Ben Clabault from Forestdale Bait & Tackle on Route 130 reported that his dad, Jeff, caught a number of small bass on a trip this week to the Popponesset Bay entrance. Small paddletail jigs worked very well, but some folks continue to work this area with live eels in hopes of catching that last good bass of the year.
Bob Lewis fished with plugmakers Ryan Smith and Johnny Stirpe on Wednesday evening up inside Cotuit and they managed some schoolies fishing big wooden spooks that Ryan calls Jackhammers. Bob is a big fan of these big pieces of custom wood and has caught some big fish on them from Hyannis to Monomoy, and with some schools of big pogies still around the Three Bays area, I know he was hoping that they would get into at least one good bass.
During a conversation we had this week, Bob told me he has had pogies hiding under his boat where he docks it in North Bay, and even when started it and pulled away from the float, the schools of bait stuck around. There is a very good chance that they were doing so because moving away would put them in danger of being devoured by a big bass or blue that are known to patrol below concentrations of menhaden.
In fact, Bob said that he has heard from a couple of people that some bass up to 40-inches by anglers snagging-and-dropping pogies around Cotuit and Osterville, while Andy Little from The Powderhorn in Hyannis told me that friends of his have managed bass in the 30 to 35-pound range fishing around Osterville.

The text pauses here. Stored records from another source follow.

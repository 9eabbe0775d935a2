//! Observable non-fatal warnings
//!
//! Data-quality and terminology issues are reported here rather than through
//! errors: the operation proceeds, but the condition must stay visible. The
//! default sink is `log::warn!`; tests can capture warnings on the current
//! thread with [`capture`] to assert on them.

use std::cell::RefCell;

/// A non-fatal condition worth surfacing to the caller
#[derive(Debug, Clone, PartialEq, Eq)]
pub enum Warning {
    /// Filter keys or column requests that match no declared field
    UnknownAttributes { names: Vec<String> },
    /// A timezone-naive timestamp was interpreted in an assumed zone
    NaiveTimestampAssumed { zone: String },
    /// A timestamp-to-date cast discarded a non-midnight time component
    LossyDateCast,
    /// A declared field was present on the wire but its value failed to extract
    ExtractionFailed { attribute: String, detail: String },
}

impl std::fmt::Display for Warning {
    fn fmt(&self, f: &mut std::fmt::Formatter<'_>) -> std::fmt::Result {
        match self {
            Warning::UnknownAttributes { names } => {
                write!(
                    f,
                    "Following parameters are not in our terminology: {}",
                    names.join(", ")
                )
            }
            Warning::NaiveTimestampAssumed { zone } => {
                write!(
                    f,
                    "Trying to parse non-timezone-aware timestamp, assuming {}.",
                    zone
                )
            }
            Warning::LossyDateCast => {
                write!(
                    f,
                    "Casting timestamp to date, this operation will lose time-of-day information."
                )
            }
            Warning::ExtractionFailed { attribute, detail } => {
                write!(f, "Could not extract value for '{}': {}", attribute, detail)
            }
        }
    }
}

thread_local! {
    static CAPTURE: RefCell<Option<Vec<Warning>>> = const { RefCell::new(None) };
}

/// Emit a warning to the active sink
///
/// Inside a [`capture`] scope on this thread the warning is collected;
/// otherwise it goes to `log::warn!`.
pub fn emit(warning: Warning) {
    CAPTURE.with(|capture| {
        let mut capture = capture.borrow_mut();
        match capture.as_mut() {
            Some(collected) => collected.push(warning),
            None => log::warn!("{}", warning),
        }
    });
}

/// Run `f`, collecting all warnings emitted on this thread during the call
pub fn capture<T>(f: impl FnOnce() -> T) -> (T, Vec<Warning>) {
    CAPTURE.with(|capture| {
        let previous = capture.borrow_mut().replace(Vec::new());
        let result = f();
        let collected = capture
            .borrow_mut()
            .take()
            .unwrap_or_default();
        *capture.borrow_mut() = previous;
        (result, collected)
    })
}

Speaking of Andy, he had word that today there were albies off Seaview Ave., the Popponesset area, and South Cape Beach. Bob told me that there were albies, bass, and blues around the entrance to East Bay and along Craigville Beach.
According to Lee Boisvert at Riverview in Yarmouth, there is no lack of life down his way, from Bass River to Chatham, with large numbers of small bass and even a few bluefish. He said, “There are many tributaries and estuaries that feed into the sound where people are doing well from shore.” When it comes to boaters, there are very few still heading out, whether in the protected backwaters and out into the sound.
The number of albies is definitely dwindling, Lee pointed out, but there remain a few schools around, doing the “pop up and disappear” routine – which is usually good enough to keep people hoping that they will show up off the jetty or beach where they are fishing. Targeting spots where the water is shallow and the current is outgoing from morning to dusk is a good idea since albies typically target spots where bait is being flushed out.
Tautog fishing remains good for shore anglers off the Falmouth jetties and Nobska, as well as the numerous pieces of near shore structure off of Hyannis, while boaters typically concentrate around Bishop and Clerks or Collier Ledge.